Ghost Wanted is a 1940 Warner Bros. Merrie Melodies animated short directed by Chuck Jones. The short was released on August 10, 1940.

It features a little ghost (bearing a resemblance to Casper the Friendly Ghost) who is inexperienced at haunting houses and whose "suit/sheets" resemble the typical footy pajamas with the "trap door" that were popular in the era. The little ghost is silent, goes to a haunting job interview and is terrorized by a bigger ghost.

Plot
The short starts out in the little ghost's house as he is reading a book titled How To Haunt Houses showing various recommended haunting positions that are usually successful for ghosts. He tries out a few of the positions by posing and then reads the Haunt Ads in the Saturday Evening Ghost (dated Saturday December 13, 1939 - date that was actually a Wednesday).
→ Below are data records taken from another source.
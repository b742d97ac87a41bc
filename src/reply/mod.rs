//! Reply assembly: the end-to-end pipeline from text to reply body.
//!
//! ## Key Types
//!
//! - `ReplyBuilder`: Extract, match, render and lay out one reply
//! - `ReplyConfig`: Block limit and line layout
//! - `Footer`: Signature appended by the delivery harness

pub mod assembler;
pub mod footer;

pub use assembler::{build_reply, ReplyBuilder, ReplyConfig};
pub use footer::{Footer, DEFAULT_CONTACT_URL};
//! Fuzzy lookup of references in the corpus.
//!
//! The query is normalized, scored against the normalized name of every
//! entity, and the best-scoring entity is returned if its score reaches
//! the similarity floor.
//!
//! ## Ties
//!
//! Entities with equal scores keep corpus order, so the first one in the
//! corpus wins.

use serde::{Deserialize, Serialize};
use tracing::{debug, trace};

use super::similarity::{JaroWinkler, Scorer};
use crate::core::{Corpus, Entity};
use crate::text::normalize;

/// Default similarity floor.
pub const DEFAULT_MIN_SIMILARITY: f64 = 0.85;

/// Matching parameters.
#[derive(Clone, Debug, PartialEq, Serialize, Deserialize)]
#[serde(default)]
pub struct MatchConfig {
    /// Scores strictly below this are not matches (default: 0.85).
    pub min_similarity: f64,
}

impl Default for MatchConfig {
    fn default() -> Self {
        Self {
            min_similarity: DEFAULT_MIN_SIMILARITY,
        }
    }
}

impl MatchConfig {
    /// Create a new config with a custom similarity floor.
    #[must_use]
    pub fn with_min_similarity(mut self, min_similarity: f64) -> Self {
        self.min_similarity = min_similarity;
        self
    }

    /// Check if a score clears the floor.
    #[must_use]
    pub fn accepts(&self, score: f64) -> bool {
        score >= self.min_similarity
    }
}

/// An entity paired with its similarity to a query.
#[derive(Clone, Copy, Debug, PartialEq)]
pub struct ScoredEntity<'c> {
    pub entity: &'c Entity,
    pub score: f64,
}

/// Scores queries against a corpus.
#[derive(Clone, Debug, Default)]
pub struct Matcher<S = JaroWinkler> {
    scorer: S,
    config: MatchConfig,
}

impl Matcher<JaroWinkler> {
    /// Jaro-Winkler matcher with the default floor.
    #[must_use]
    pub fn new() -> Self {
        Self::default()
    }
}

impl<S: Scorer> Matcher<S> {
    /// Matcher using a custom scorer.
    #[must_use]
    pub fn with_scorer(scorer: S) -> Self {
        Self {
            scorer,
            config: MatchConfig::default(),
        }
    }

    /// Replace the matching parameters (builder pattern).
    #[must_use]
    pub fn with_config(mut self, config: MatchConfig) -> Self {
        self.config = config;
        self
    }

    /// The active matching parameters.
    #[must_use]
    pub fn config(&self) -> &MatchConfig {
        &self.config
    }

    // Normalized query plus every entity's score, in corpus order.
    fn score_all<'c>(&self, query: &str, corpus: &'c Corpus) -> (String, Vec<ScoredEntity<'c>>) {
        let key = normalize(query);
        let scored = corpus
            .iter_keyed()
            .map(|(entity, name)| {
                let score = self.scorer.similarity(&key, name);
                trace!(query = %key, candidate = name, score, "scored");
                ScoredEntity { entity, score }
            })
            .collect();
        (key, scored)
    }

    /// Score every entity against `query`, best first.
    ///
    /// The sort is stable: equal scores keep corpus order. No floor is applied.
    #[must_use]
    pub fn rank<'c>(&self, query: &str, corpus: &'c Corpus) -> Vec<ScoredEntity<'c>> {
        let (_, mut scored) = self.score_all(query, corpus);
        scored.sort_by(|a, b| b.score.partial_cmp(&a.score).unwrap_or(std::cmp::Ordering::Equal));
        scored
    }

    /// Best-scoring entity for `query` with its score, if it clears the floor.
    ///
    /// Always the head of [`Matcher::rank`]: the first maximum in corpus order.
    #[must_use]
    pub fn best_scored<'c>(&self, query: &str, corpus: &'c Corpus) -> Option<ScoredEntity<'c>> {
        let (key, scored) = self.score_all(query, corpus);
        let best = scored
            .into_iter()
            .fold(None, |best: Option<ScoredEntity<'c>>, candidate| match best {
                Some(b) if candidate.score <= b.score => Some(b),
                _ => Some(candidate),
            });

        match best {
            Some(found) if self.config.accepts(found.score) => {
                debug!(query = %key, matched = found.entity.name(), score = found.score, "reference matched");
                Some(found)
            }
            Some(found) => {
                debug!(
                    query = %key,
                    closest = found.entity.name(),
                    score = found.score,
                    floor = self.config.min_similarity,
                    "no confident match"
                );
                None
            }
            None => {
                debug!(query = %key, "empty corpus");
                None
            }
        }
    }

    /// Best-scoring entity for `query`, if it clears the floor.
    #[must_use]
    pub fn best<'c>(&self, query: &str, corpus: &'c Corpus) -> Option<&'c Entity> {
        self.best_scored(query, corpus).map(|found| found.entity)
    }
}

/// Find the entity best matching `query` using Jaro-Winkler similarity.
///
/// Returns `None` when the corpus is empty or the best score is below
/// `min_similarity`.
///
/// ```
/// use spire_scan::core::{Corpus, Relic};
/// use spire_scan::matching::find_best_match;
///
/// let corpus = Corpus::from_iter([Relic::new("Burning Blood", "Heal 6 HP.", "Starter").into()]);
///
/// assert!(find_best_match("burnin blood", &corpus, 0.85).is_some());
/// assert!(find_best_match("Anchor", &corpus, 0.85).is_none());
/// ```
#[must_use]
pub fn find_best_match<'c>(query: &str, corpus: &'c Corpus, min_similarity: f64) -> Option<&'c Entity> {
    Matcher::new()
        .with_config(MatchConfig::default().with_min_similarity(min_similarity))
        .best(query, corpus)
}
He comes across a haunting job that does not require experience at the address of 1313 Dracula Drive that he likes. He changes from his white "suit/sheets" into a new light blue colored "suit" (he also puts on a white hat)  and is invisible for the interim between changing "suits". Even though he can pass through closed doors like an ordinary ghost, he prefers opening them while passing through.

He arrives at the house at 1313 Dracula Drive, which is on a mountain, and tries out for the house-haunting job, but ends up getting terrorized by a bigger ghost interviewing him for the position.

The ghost terrorizes him by yelling Boo!", sending him a Ghostal Telegraph that says "Boo!", and dropping a lit firecracker that resembles an M-80 that the little ghost just barely runs away from.

The bigger ghost's plans backfire on him when the fuses of the fireworks he put in his "back pocket" get lit by the lit match he dropped. He is sent flying throughout the house after the little ghost and ultimately into a well somewhere outside the building. The little ghost flees to his own house.

Other appearances
The animated short was shown on TBS from 1987 to 1992 as a segment of the Tom & Jerry Halloween Special.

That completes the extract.